*Prompt*. When the string "force" occurs in a line of the records, show that line.

*Information provided*.
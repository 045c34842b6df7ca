//! Capacity command implementation.

use std::path::PathBuf;

use anyhow::Result;
use colored::Colorize;
use ghost_core::LsbCodec;

use crate::utils::{load_config, load_image};
use crate::OutputFormat;

/// Execute the capacity command.
pub fn execute(image: PathBuf, format: OutputFormat, quiet: bool) -> Result<()> {
    let config = load_config()?;
    let carrier = load_image(&image)?;
    let codec = LsbCodec::new(config.codec)?;
    let capacity = codec.capacity(&carrier);

    match format {
        OutputFormat::Json => {
            let summary = serde_json::json!({
                "width": carrier.width(),
                "height": carrier.height(),
                "pixels": carrier.pixel_count(),
                "availableBits": carrier.pixel_count(),
                "maxPayloadBytes": capacity,
            });
            println!("{}", serde_json::to_string_pretty(&summary)?);
        }
        OutputFormat::Text if quiet => {
            println!("{}", capacity.unwrap_or(0));
        }
        OutputFormat::Text => {
            println!();
            println!(
                "   {} {}x{}",
                "Dimensions:".dimmed(),
                carrier.width(),
                carrier.height()
            );
            println!("   {} {}", "Pixels:".dimmed(), carrier.pixel_count());
            match capacity {
                Some(max) => println!("   {} {} bytes", "Max payload:".dimmed(), max),
                None => println!(
                    "   {} {}",
                    "Max payload:".dimmed(),
                    "carrier too small for the watermark header".red()
                ),
            }
        }
    }

    Ok(())
}
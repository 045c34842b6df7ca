//! Common utility functions shared across CLI commands.

use std::path::{Path, PathBuf};

use anyhow::{Context, Result};
use ghost_core::{ExportedKeypair, GhostConfig, MlDsaSigner, PixelBuffer};
use tracing::debug;

/// Load codec and digest settings from `GHOST_*` environment variables.
pub fn load_config() -> Result<GhostConfig> {
    let config = GhostConfig::from_env();
    config.validate().context("Invalid configuration")?;
    debug!(
        header_len = config.codec.magic_header.len(),
        max_extract_len = config.codec.max_extract_len,
        digest = %config.integrity.digest,
        "Loaded configuration"
    );
    Ok(config)
}

/// Read and decode an image file into RGBA pixels.
pub fn load_image(path: &Path) -> Result<PixelBuffer> {
    let bytes =
        std::fs::read(path).with_context(|| format!("Failed to read file: {}", path.display()))?;
    let buffer = PixelBuffer::decode(&bytes)
        .with_context(|| format!("Failed to decode image: {}", path.display()))?;

    debug!(
        path = %path.display(),
        width = buffer.width(),
        height = buffer.height(),
        "Loaded image"
    );
    Ok(buffer)
}

/// Load an ML-DSA keypair written by `ghost keygen`.
pub fn load_keypair(path: &Path) -> Result<MlDsaSigner> {
    let json = std::fs::read_to_string(path)
        .with_context(|| format!("Failed to read keypair file: {}", path.display()))?;
    let exported: ExportedKeypair =
        serde_json::from_str(&json).context("Failed to parse keypair file")?;
    MlDsaSigner::from_exported(&exported).context("Failed to load keypair")
}

/// Write `bytes` to `path`.
pub fn write_output(path: &Path, bytes: &[u8]) -> Result<()> {
    std::fs::write(path, bytes)
        .with_context(|| format!("Failed to write output file: {}", path.display()))
}

/// Write secret material to `path`, readable by the owner only.
///
/// On unix the file is created with mode 0600 and an existing file is
/// narrowed to 0600 before any bytes are written.
pub fn write_secret(path: &Path, bytes: &[u8]) -> Result<()> {
    use std::io::Write;

    let mut options = std::fs::OpenOptions::new();
    options.write(true).create(true).truncate(true);
    #[cfg(unix)]
    {
        use std::os::unix::fs::OpenOptionsExt;
        options.mode(0o600);
    }

    let mut file = options
        .open(path)
        .with_context(|| format!("Failed to write output file: {}", path.display()))?;

    #[cfg(unix)]
    {
        use std::os::unix::fs::PermissionsExt;
        file.set_permissions(std::fs::Permissions::from_mode(0o600))
            .with_context(|| format!("Failed to write permissions: {}", path.display()))?;
    }

    file.write_all(bytes)
        .and_then(|()| file.sync_all())
        .with_context(|| format!("Failed to write output file: {}", path.display()))
}

/// Build the default stego output path from the carrier path.
///
/// Transforms `diploma.jpg` into `diploma.cert.png`. The output is always PNG.
pub fn build_output_path(carrier: &Path) -> PathBuf {
    let stem = carrier
        .file_stem()
        .and_then(|s| s.to_str())
        .unwrap_or("certificate");
    carrier.with_file_name(format!("{stem}.cert.png"))
}

/// True if `path` has a `.png` extension (case-insensitive).
pub fn is_png_path(path: &Path) -> bool {
    path.extension()
        .and_then(|e| e.to_str())
        .is_some_and(|e| e.eq_ignore_ascii_case("png"))
}

/// Shorten a long key or signature for display.
pub fn abbreviate(value: &str, keep: usize) -> String {
    if value.chars().count() <= keep * 2 {
        return value.to_string();
    }
    let head: String = value.chars().take(keep).collect();
    let tail: String = value
        .chars()
        .skip(value.chars().count() - keep)
        .collect();
    format!("{head}...{tail}")
}
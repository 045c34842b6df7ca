//! Canonical hashing and signature verification for certificate records.
//!
//! A verifier recomputes the canonical hash of the record it extracted and
//! hands it to a [`SignatureVerifier`]. The reference verifier is a
//! placeholder; ML-DSA-65 is available behind the `ml-dsa` feature.

mod canonical;
#[cfg(feature = "ml-dsa")]
mod mldsa;
mod signature;

pub use canonical::{canonical_hash, CanonicalBytes, DigestAlgorithm};
#[cfg(feature = "ml-dsa")]
pub use mldsa::{
    ExportedKeypair, MlDsaSigner, MlDsaVerifier, MLDSA65_PUBLIC_KEY_BYTES,
    MLDSA65_SECRET_KEY_BYTES, MLDSA65_SIGNATURE_BYTES,
};
pub use signature::{
    CredentialSigner, PlaceholderSigner, PlaceholderVerifier, SignatureVerifier,
    INVALID_SIGNATURE_SENTINEL, PLACEHOLDER_MIN_SIGNATURE_LEN,
};

/// Verify `signature` over `digest` with the given predicate.
pub fn verify(
    verifier: &dyn SignatureVerifier,
    digest: &str,
    signature: &str,
    issuer_key: &str,
) -> bool {
    verifier.verify(digest, signature, issuer_key)
}
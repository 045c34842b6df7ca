//! End-to-end workflow tests for ghost-cli.
//!
//! These tests verify complete user workflows involving multiple commands:
//! keygen, issue, verify and extract, plus the fragility of the watermark.

use assert_cmd::cargo::cargo_bin_cmd;
use assert_cmd::Command;
use image::{ImageBuffer, Rgb, Rgba, RgbaImage};
use predicates::prelude::*;
use std::fs;
use std::path::{Path, PathBuf};
use tempfile::TempDir;

/// Get a Command for the ghost binary.
fn ghost() -> Command {
    let mut cmd: Command = cargo_bin_cmd!("ghost").into();
    for var in [
        "GHOST_MAGIC_HEADER",
        "GHOST_MAX_EXTRACT_BYTES",
        "GHOST_DIGEST",
        "GHOST_OVERFLOW",
        "RUST_LOG",
    ] {
        cmd.env_remove(var);
    }
    cmd
}

/// Write a certificate-like carrier with gradients and a border.
fn write_carrier(dir: &Path, name: &str, width: u32, height: u32) -> PathBuf {
    let path = dir.join(name);
    let img: RgbaImage = ImageBuffer::from_fn(width, height, |x, y| {
        let border = x < 4 || y < 4 || x >= width - 4 || y >= height - 4;
        if border {
            Rgba([180, 150, 60, 255])
        } else {
            Rgba([
                (x * 255 / width) as u8,
                (y * 255 / height) as u8,
                ((x + y) * 200 / (width + height)) as u8,
                255,
            ])
        }
    });
    img.save(&path).unwrap();
    path
}

fn issue(carrier: &Path, extra: &[&str]) -> PathBuf {
    let mut args = vec![
        "issue",
        carrier.to_str().unwrap(),
        "--recipient",
        "Ada Lovelace",
        "--course",
        "Applied Cryptography",
    ];
    args.extend_from_slice(extra);
    ghost().args(&args).assert().success();

    let stem = carrier.file_stem().unwrap().to_str().unwrap();
    carrier.with_file_name(format!("{stem}.cert.png"))
}

// ============================================================================
// Complete Workflow Tests: Issue → Verify → Extract
// ============================================================================

#[test]
fn test_e2e_issue_verify_extract() {
    let temp = TempDir::new().unwrap();
    let carrier = write_carrier(temp.path(), "diploma.png", 160, 120);

    // Step 1: Issue
    let issued = issue(&carrier, &["--risk-score", "5", "--tx-hash", "0xfeed"]);
    assert!(issued.exists());

    // Step 2: Verify
    ghost()
        .args(["verify", issued.to_str().unwrap()])
        .assert()
        .success()
        .stdout(predicate::str::contains("VALID"))
        .stdout(predicate::str::contains("INVALID").not())
        .stdout(predicate::str::contains("Applied Cryptography"))
        .stdout(predicate::str::contains("0xfeed"));

    // Step 3: Extract the raw payload
    let output = ghost()
        .args(["extract", issued.to_str().unwrap()])
        .output()
        .unwrap();
    assert!(output.status.success());

    let payload: serde_json::Value = serde_json::from_slice(&output.stdout).unwrap();
    assert_eq!(payload["courseName"], "Applied Cryptography");
    assert_eq!(payload["riskScore"], 5);
    assert_eq!(payload["txHash"], "0xfeed");
    assert_eq!(
        payload["pqcSignature"],
        "0x987654...mock_dilithium_signature..."
    );
    // Only the hash of the learner's name is embedded
    assert!(!String::from_utf8_lossy(&output.stdout).contains("Ada Lovelace"));
}

#[test]
fn test_e2e_original_carrier_is_untouched() {
    let temp = TempDir::new().unwrap();
    let carrier = write_carrier(temp.path(), "diploma.png", 128, 128);
    let before = fs::read(&carrier).unwrap();

    issue(&carrier, &[]);

    assert_eq!(fs::read(&carrier).unwrap(), before);
}

#[test]
fn test_e2e_json_report() {
    let temp = TempDir::new().unwrap();
    let carrier = write_carrier(temp.path(), "diploma.png", 128, 128);
    let issued = issue(&carrier, &["--issuer-did", "did:ethr:0xabc"]);

    let output = ghost()
        .args(["--json", "verify", issued.to_str().unwrap()])
        .output()
        .unwrap();
    assert!(output.status.success());

    let report: serde_json::Value = serde_json::from_slice(&output.stdout).unwrap();
    assert_eq!(report["isValid"], true);
    assert_eq!(report["integrity"]["stegoMatch"], true);
    assert_eq!(report["integrity"]["signatureValid"], true);
    assert_eq!(report["signatureScheme"], "placeholder");
    assert_eq!(report["digestAlgorithm"], "sha-256");
    assert_eq!(report["details"]["issuerDid"], "did:ethr:0xabc");
    assert_eq!(report["digest"].as_str().unwrap().len(), 64);
    assert!(report["error"].is_null());
}

#[test]
fn test_e2e_json_report_for_unmarked_image() {
    let temp = TempDir::new().unwrap();
    let carrier = write_carrier(temp.path(), "blank.png", 64, 64);

    let output = ghost()
        .args(["--json", "verify", carrier.to_str().unwrap()])
        .output()
        .unwrap();
    assert_eq!(output.status.code(), Some(65));

    let report: serde_json::Value = serde_json::from_slice(&output.stdout).unwrap();
    assert_eq!(report["isValid"], false);
    assert_eq!(report["integrity"]["stegoMatch"], false);
    assert!(report["details"].is_null());
}

// ============================================================================
// ML-DSA Keypair Workflow
// ============================================================================

#[test]
fn test_e2e_keygen_issue_verify_with_keypair() {
    let temp = TempDir::new().unwrap();
    let keypair = temp.path().join("issuer.key.json");
    let carrier = write_carrier(temp.path(), "diploma.png", 256, 256);

    ghost()
        .args(["keygen", "--output", keypair.to_str().unwrap()])
        .assert()
        .success()
        .stdout(predicate::str::contains("ML-DSA-65"));

    let exported: serde_json::Value =
        serde_json::from_str(&fs::read_to_string(&keypair).unwrap()).unwrap();
    assert_eq!(exported["algorithm"], "ML-DSA-65");
    let public_key = exported["public_key"].as_str().unwrap().to_string();

    let issued = issue(&carrier, &["--keypair", keypair.to_str().unwrap()]);

    // Key taken from the keypair file
    ghost()
        .args([
            "verify",
            "--keypair",
            keypair.to_str().unwrap(),
            issued.to_str().unwrap(),
        ])
        .assert()
        .success()
        .stdout(predicate::str::contains("ML-DSA-65"));

    // Key given directly
    ghost()
        .args(["verify", "--issuer-key", &public_key, issued.to_str().unwrap()])
        .assert()
        .success();
}

#[test]
fn test_e2e_wrong_issuer_key_is_rejected() {
    let temp = TempDir::new().unwrap();
    let issuer = temp.path().join("issuer.json");
    let impostor = temp.path().join("impostor.json");
    let carrier = write_carrier(temp.path(), "diploma.png", 256, 256);

    for path in [&issuer, &impostor] {
        ghost()
            .args(["--quiet", "keygen", "--output", path.to_str().unwrap()])
            .assert()
            .success();
    }

    let issued = issue(&carrier, &["--keypair", issuer.to_str().unwrap()]);

    ghost()
        .args([
            "verify",
            "--keypair",
            impostor.to_str().unwrap(),
            issued.to_str().unwrap(),
        ])
        .assert()
        .code(65)
        .stderr(predicate::str::contains("signature does not match"));
}

#[test]
fn test_e2e_keygen_refuses_overwrite() {
    let temp = TempDir::new().unwrap();
    let keypair = temp.path().join("issuer.json");
    fs::write(&keypair, b"existing").unwrap();

    ghost()
        .args(["keygen", "--output", keypair.to_str().unwrap()])
        .assert()
        .code(64)
        .stderr(predicate::str::contains("--force"));

    assert_eq!(fs::read(&keypair).unwrap(), b"existing");

    ghost()
        .args(["keygen", "--force", "--output", keypair.to_str().unwrap()])
        .assert()
        .success();
}

#[cfg(unix)]
#[test]
fn test_e2e_keygen_writes_owner_only_file() {
    use std::os::unix::fs::PermissionsExt;

    let temp = TempDir::new().unwrap();
    let keypair = temp.path().join("issuer.json");

    ghost()
        .args(["--quiet", "keygen", "--output", keypair.to_str().unwrap()])
        .assert()
        .success();
    let mode = fs::metadata(&keypair).unwrap().permissions().mode();
    assert_eq!(mode & 0o777, 0o600, "Secret key must not be group/world readable");

    // Overwriting a world-readable file narrows it as well
    fs::set_permissions(&keypair, fs::Permissions::from_mode(0o644)).unwrap();
    ghost()
        .args(["--quiet", "keygen", "--force", "--output", keypair.to_str().unwrap()])
        .assert()
        .success();
    let mode = fs::metadata(&keypair).unwrap().permissions().mode();
    assert_eq!(mode & 0o777, 0o600);
}

#[test]
fn test_e2e_missing_keypair_returns_input_error() {
    let temp = TempDir::new().unwrap();
    let carrier = write_carrier(temp.path(), "diploma.png", 256, 256);

    ghost()
        .args([
            "issue",
            carrier.to_str().unwrap(),
            "--recipient",
            "Ada",
            "--course",
            "Rust",
            "--keypair",
            temp.path().join("nope.json").to_str().unwrap(),
        ])
        .assert()
        .code(66)
        .stderr(predicate::str::contains("Failed to read keypair file"));
}

// ============================================================================
// Fragility: lossy re-encoding destroys the credential
// ============================================================================

#[test]
fn test_e2e_jpeg_reencode_destroys_watermark() {
    let temp = TempDir::new().unwrap();
    let carrier = write_carrier(temp.path(), "diploma.png", 160, 120);
    let issued = issue(&carrier, &[]);

    let reencoded = temp.path().join("diploma.cert.jpg");
    let rgb: ImageBuffer<Rgb<u8>, Vec<u8>> = image::open(&issued).unwrap().to_rgb8();
    rgb.save(&reencoded).unwrap();

    ghost()
        .args(["verify", reencoded.to_str().unwrap()])
        .assert()
        .code(65)
        .stdout(predicate::str::contains("INVALID"));
}

#[test]
fn test_e2e_single_pixel_edit_is_detected() {
    let temp = TempDir::new().unwrap();
    let carrier = write_carrier(temp.path(), "diploma.png", 160, 120);
    let issued = issue(&carrier, &[]);

    // Flip the blue LSB of the first pixel: header byte 'C' becomes 'C' ^ 0x80
    let mut img = image::open(&issued).unwrap().to_rgba8();
    img.get_pixel_mut(0, 0).0[2] ^= 1;
    img.save(&issued).unwrap();

    ghost()
        .args(["verify", issued.to_str().unwrap()])
        .assert()
        .code(65);
}

// ============================================================================
// Configuration through the environment
// ============================================================================

#[test]
fn test_e2e_custom_header_must_match() {
    let temp = TempDir::new().unwrap();
    let carrier = write_carrier(temp.path(), "diploma.png", 160, 120);

    ghost()
        .env("GHOST_MAGIC_HEADER", "GHOST1:")
        .args([
            "issue",
            carrier.to_str().unwrap(),
            "--recipient",
            "Ada",
            "--course",
            "Rust",
        ])
        .assert()
        .success();
    let issued = temp.path().join("diploma.cert.png");

    ghost()
        .env("GHOST_MAGIC_HEADER", "GHOST1:")
        .args(["verify", issued.to_str().unwrap()])
        .assert()
        .success();

    // Default header does not see the watermark
    ghost()
        .args(["verify", issued.to_str().unwrap()])
        .assert()
        .code(65);
}

#[test]
fn test_e2e_sha3_digest_with_keypair() {
    let temp = TempDir::new().unwrap();
    let keypair = temp.path().join("issuer.json");
    let carrier = write_carrier(temp.path(), "diploma.png", 256, 256);

    ghost()
        .args(["--quiet", "keygen", "--output", keypair.to_str().unwrap()])
        .assert()
        .success();

    ghost()
        .env("GHOST_DIGEST", "sha3-256")
        .args([
            "issue",
            carrier.to_str().unwrap(),
            "--recipient",
            "Ada",
            "--course",
            "Rust",
            "--keypair",
            keypair.to_str().unwrap(),
        ])
        .assert()
        .success();
    let issued = temp.path().join("diploma.cert.png");

    ghost()
        .env("GHOST_DIGEST", "sha3-256")
        .args([
            "verify",
            "--keypair",
            keypair.to_str().unwrap(),
            issued.to_str().unwrap(),
        ])
        .assert()
        .success();

    // Signed over the SHA3 digest, so SHA-256 verification fails
    ghost()
        .args([
            "verify",
            "--keypair",
            keypair.to_str().unwrap(),
            issued.to_str().unwrap(),
        ])
        .assert()
        .code(65);
}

*Solution to the exercise*.
        .stderr(predicate::str::contains("--force"));
        .args(["keygen", "--force", "--output", keypair.to_str().unwrap()])
        .args(["--quiet", "keygen", "--force", "--output", keypair.to_str().unwrap()])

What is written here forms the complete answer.